**Required work**
Using the string "tick" as the key, pull each matching line out of the records below.

- - - - - - -

#[cfg(test)]
#[path = "context_builder_test.rs"]
mod tests;

use crate::domain::models::CoreError;
use crate::domain::models::Message;
use crate::domain::models::Role;

/// Mutable ordered sequence of messages backing the free-form context editor.
///
/// Order is chronology and is preserved exactly as composed. Duplicates are
/// legal, two identical system messages is a deliberate scenario, not a bug.
/// There is no size cap.
#[derive(Default)]
pub struct ContextBuilder {
    messages: Vec<Message>,
}

impl ContextBuilder {
    /// Appends a message and returns the new sequence length. Content that is
    /// empty after trimming is rejected before anything is stored.
    pub fn append(&mut self, role: Role, content: &str) -> Result<usize, CoreError> {
        if content.trim().is_empty() {
            return Err(CoreError::Validation(
                "message content cannot be empty".to_string(),
            ));
        }

        self.messages.push(Message::new(role, content));
        return Ok(self.messages.len());
    }

    /// Same as [`ContextBuilder::append`] but takes the role as text, the way
    /// it arrives from an input field.
    pub fn append_raw(&mut self, role: &str, content: &str) -> Result<usize, CoreError> {
        let parsed = Role::parse(role)?;
        return self.append(parsed, content);
    }

    /// Removes and returns the message at `index`, shifting later messages
    /// left. Relative order of the survivors is untouched.
    pub fn remove_at(&mut self, index: usize) -> Result<Message, CoreError> {
        if index >= self.messages.len() {
            return Err(CoreError::Index {
                index,
                len: self.messages.len(),
            });
        }

        return Ok(self.messages.remove(index));
    }

    /// Owned copy of the current sequence. Mutating the builder afterwards
    /// never touches a snapshot already taken.
    pub fn snapshot(&self) -> Vec<Message> {
        return self.messages.clone();
    }

    pub fn len(&self) -> usize {
        return self.messages.len();
    }

    pub fn is_empty(&self) -> bool {
        return self.messages.is_empty();
    }
}
#![deny(clippy::implicit_return)]
#![allow(clippy::needless_return)]

use std::env;
use std::process;

use anyhow::Error;
use contextlab::application::cli;
use yansi::Paint;

fn handle_error(err: Error) {
    eprintln!(
        "{}",
        Paint::red(format!(
            "contextlab failed with the following version and error.\n\nVersion: {}\nError: {}",
            env!("CARGO_PKG_VERSION"),
            err
        ))
    );

    process::exit(1);
}

#[tokio::main]
async fn main() {
    let debug_log_dir = env::var("CONTEXTLAB_LOG_DIR").unwrap_or_else(|_| {
        return dirs::cache_dir()
            .unwrap()
            .join("contextlab")
            .to_string_lossy()
            .to_string();
    });

    let file_appender = tracing_appender::rolling::never(debug_log_dir, "debug.log");
    let (writer, _guard) = tracing_appender::non_blocking(file_appender);
    if env::var("RUST_LOG")
        .unwrap_or_else(|_| return "".to_string())
        .contains("contextlab")
    {
        tracing_subscriber::fmt()
            .json()
            .with_max_level(tracing::Level::DEBUG)
            .with_writer(writer)
            .init();
    }

    if let Err(err) = cli::parse().await {
        handle_error(err);
    }

    process::exit(0);
}
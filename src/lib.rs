#![deny(clippy::implicit_return)]
#![allow(clippy::needless_return)]

pub mod application;
pub mod configuration;
pub mod domain;
pub mod infrastructure;
#[cfg(test)]
#[path = "chat_test.rs"]
mod tests;

use std::time::Duration;

use serde_json::Value;

use crate::configuration::Config;
use crate::configuration::ConfigKey;
use crate::domain::models::CompletionRequest;
use crate::domain::models::ResponseOutcome;

/// One network exchange with the chat completion endpoint, no retry, no
/// caching, exactly one outbound POST per call.
///
/// HTTP status is deliberately not inspected: a completed exchange with a
/// parseable JSON body is a `Success`, service-side error objects included,
/// and the body is passed through verbatim for display. `Failure` is reserved
/// for exchanges that never completed or bodies that were not JSON.
#[derive(Clone)]
pub struct ChatClient {
    url: String,
    timeout: String,
}

impl Default for ChatClient {
    fn default() -> ChatClient {
        return ChatClient {
            url: Config::get(ConfigKey::ApiUrl),
            timeout: Config::get(ConfigKey::RequestTimeout),
        };
    }
}

impl ChatClient {
    pub fn with_url(url: String) -> ChatClient {
        return ChatClient {
            url,
            timeout: "30000".to_string(),
        };
    }

    pub async fn send(&self, payload: &CompletionRequest, credential: &str) -> ResponseOutcome {
        let timeout = self.timeout.parse::<u64>().unwrap_or(30000);

        let res = reqwest::Client::new()
            .post(format!("{url}/v1/chat/completions", url = self.url))
            .header("Authorization", format!("Bearer {credential}"))
            .timeout(Duration::from_millis(timeout))
            .json(payload)
            .send()
            .await;

        let response = match res {
            Ok(response) => response,
            Err(err) => {
                tracing::error!(error = ?err, "completion endpoint is not reachable");
                return ResponseOutcome::Failure(format!(
                    "the request could not be completed: {err}"
                ));
            }
        };

        let status = response.status().as_u16();
        match response.json::<Value>().await {
            Ok(body) => {
                tracing::debug!(status = status, "completion response");
                return ResponseOutcome::Success(body);
            }
            Err(err) => {
                tracing::error!(status = status, error = ?err, "unparseable completion response");
                return ResponseOutcome::Failure(format!(
                    "the response body could not be parsed as JSON: {err}"
                ));
            }
        }
    }
}
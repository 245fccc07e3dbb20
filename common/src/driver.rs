use std::time::Duration;

use log::{info, warn};

use crate::{
    aggregator::Aggregator,
    config::{ChannelGroupConfig, DriverConfig},
    error::{ConfigError, SensorError, UploadError},
    safe_read::safe_read,
    types::{ModelId, Reading, UploadRecord},
    upload::{format_request, UploadGate, UploadSink},
};

/// Anything that can produce one value for one channel.
pub trait Probe {
    fn read(&mut self) -> Result<f32, SensorError>;
}

impl<F> Probe for F
where
    F: FnMut() -> Result<f32, SensorError>,
{
    fn read(&mut self) -> Result<f32, SensorError> {
        self()
    }
}

pub struct GroupRuntime {
    config: ChannelGroupConfig,
    probes: Vec<Box<dyn Probe>>,
    gate: UploadGate,
}

impl GroupRuntime {
    /// `probes` must line up one-to-one with `config.channels`.
    pub fn new(config: ChannelGroupConfig, probes: Vec<Box<dyn Probe>>) -> Result<Self, ConfigError> {
        if probes.len() != config.channels.len() {
            return Err(ConfigError::ProbeMismatch {
                model: config.model.as_str(),
                channels: config.channels.len(),
                probes: probes.len(),
            });
        }

        let gate = UploadGate::new(config.upload_interval_ms);
        Ok(Self {
            config,
            probes,
            gate,
        })
    }

    pub fn model(&self) -> ModelId {
        self.config.model
    }

    pub fn gate(&self) -> &UploadGate {
        &self.gate
    }

    fn read_all(&mut self, now_ms: u64) -> Vec<Reading> {
        self.probes
            .iter_mut()
            .zip(&self.config.channels)
            .enumerate()
            .map(|(index, (probe, channel))| safe_read(index, channel, now_ms, || probe.read()))
            .collect()
    }
}

#[derive(Debug, Clone, Copy, PartialEq, Eq)]
pub enum DriverState {
    Running,
    Restarting,
}

#[derive(Debug, Clone, PartialEq)]
pub struct CycleReport {
    pub state: DriverState,
    pub uploads: Vec<UploadRecord>,
    pub fallbacks: usize,
    pub upload_failures: usize,
    pub failed_groups: Vec<ModelId>,
}

impl CycleReport {
    fn new(state: DriverState) -> Self {
        Self {
            state,
            uploads: Vec::new(),
            fallbacks: 0,
            upload_failures: 0,
            failed_groups: Vec::new(),
        }
    }
}

struct GroupPass {
    fallbacks: usize,
    upload: Option<(UploadRecord, bool)>,
}

/// Single-owner polling loop body: every call to [`Driver::tick`] reads each
/// group once in configuration order, folds the readings into the
/// aggregator and uploads whichever groups are due.
pub struct Driver {
    config: DriverConfig,
    base_url: String,
    groups: Vec<GroupRuntime>,
    aggregator: Aggregator,
    state: DriverState,
    started_ms: u64,
}

impl Driver {
    pub fn new(
        config: DriverConfig,
        base_url: impl Into<String>,
        groups: Vec<GroupRuntime>,
        now_ms: u64,
    ) -> Self {
        let configs: Vec<_> = groups.iter().map(|g| g.config.clone()).collect();
        let aggregator = Aggregator::new(&configs, config.aggregation);
        let mut driver = Self {
            config,
            base_url: base_url.into(),
            groups,
            aggregator,
            state: DriverState::Running,
            started_ms: now_ms,
        };
        driver.arm(now_ms);
        driver
    }

    pub fn state(&self) -> DriverState {
        self.state
    }

    pub fn aggregator(&self) -> &Aggregator {
        &self.aggregator
    }

    pub fn groups(&self) -> &[GroupRuntime] {
        &self.groups
    }

    pub fn cycle_delay(&self) -> Duration {
        Duration::from_millis(self.config.cycle_delay_ms)
    }

    pub fn restart_grace(&self) -> Duration {
        Duration::from_millis(self.config.restart_grace_ms)
    }

    pub fn uptime_ms(&self, now_ms: u64) -> u64 {
        now_ms.saturating_sub(self.started_ms)
    }

    pub fn tick<S>(&mut self, now_ms: u64, sink: &mut S) -> CycleReport
    where
        S: UploadSink + ?Sized,
    {
        if self.state == DriverState::Restarting {
            return CycleReport::new(self.state);
        }

        let mut report = CycleReport::new(self.state);
        for index in 0..self.groups.len() {
            let model = self.groups[index].model();
            match self.poll_group(index, now_ms, sink) {
                Ok(pass) => {
                    report.fallbacks += pass.fallbacks;
                    if let Some((record, delivered)) = pass.upload {
                        if !delivered {
                            report.upload_failures += 1;
                        }
                        report.uploads.push(record);
                    }
                }
                Err(err) => {
                    warn!("group {} pass failed: {err}", model.as_str());
                    report.failed_groups.push(model);
                }
            }
        }

        if self.uptime_ms(now_ms) >= self.config.max_uptime_ms {
            info!(
                "uptime {}s reached limit; restarting to pick up firmware updates",
                self.uptime_ms(now_ms) / 1000
            );
            self.state = DriverState::Restarting;
        }

        report.state = self.state;
        report
    }

    /// Fresh start as after a process restart: accumulators zeroed, gates
    /// re-armed, uptime counted from `now_ms`.
    pub fn reenter(&mut self, now_ms: u64) {
        self.aggregator.reset_all();
        self.state = DriverState::Running;
        self.started_ms = now_ms;
        self.arm(now_ms);
    }

    // The first upload of each group waits one full interval so it carries
    // a complete averaging window.
    fn arm(&mut self, now_ms: u64) {
        for group in &mut self.groups {
            group.gate.reset();
            group.gate.record(now_ms);
        }
    }

    fn poll_group<S>(&mut self, index: usize, now_ms: u64, sink: &mut S) -> Result<GroupPass, UploadError>
    where
        S: UploadSink + ?Sized,
    {
        let group = &mut self.groups[index];
        let model = group.model();
        let readings = group.read_all(now_ms);
        let fallbacks = readings.iter().filter(|r| r.is_fallback()).count();
        self.aggregator.accumulate(model, &readings);

        let upload = self.maybe_upload(index, now_ms, sink)?;
        Ok(GroupPass { fallbacks, upload })
    }

    /// Flushes and sends the group if its gate is open. The gate is closed
    /// again whatever the network outcome; a failed send loses that window.
    fn maybe_upload<S>(
        &mut self,
        index: usize,
        now_ms: u64,
        sink: &mut S,
    ) -> Result<Option<(UploadRecord, bool)>, UploadError>
    where
        S: UploadSink + ?Sized,
    {
        let group = &mut self.groups[index];
        let model = group.model();
        if !group.gate.due(now_ms) || !self.aggregator.has_samples(model) {
            return Ok(None);
        }

        let values = self.aggregator.flush_means(model);
        group.gate.record(now_ms);
        let url = format_request(&self.base_url, &group.config.api_key, &values)?;

        info!("group {} uploading {} field(s)", model.as_str(), values.len());
        let delivered = match sink.send(&url) {
            Ok(body) => {
                info!("group {} upload response: {}", model.as_str(), body.trim());
                true
            }
            Err(err) => {
                warn!("group {} upload failed: {err}", model.as_str());
                false
            }
        };

        let record = UploadRecord {
            group: model,
            created_ms: now_ms,
            values,
        };
        Ok(Some((record, delivered)))
    }
}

- - - - - - -

**The completed task**
/// Single-owner polling loop body: every call to [`Driver::tick`] reads each
    pub fn tick<S>(&mut self, now_ms: u64, sink: &mut S) -> CycleReport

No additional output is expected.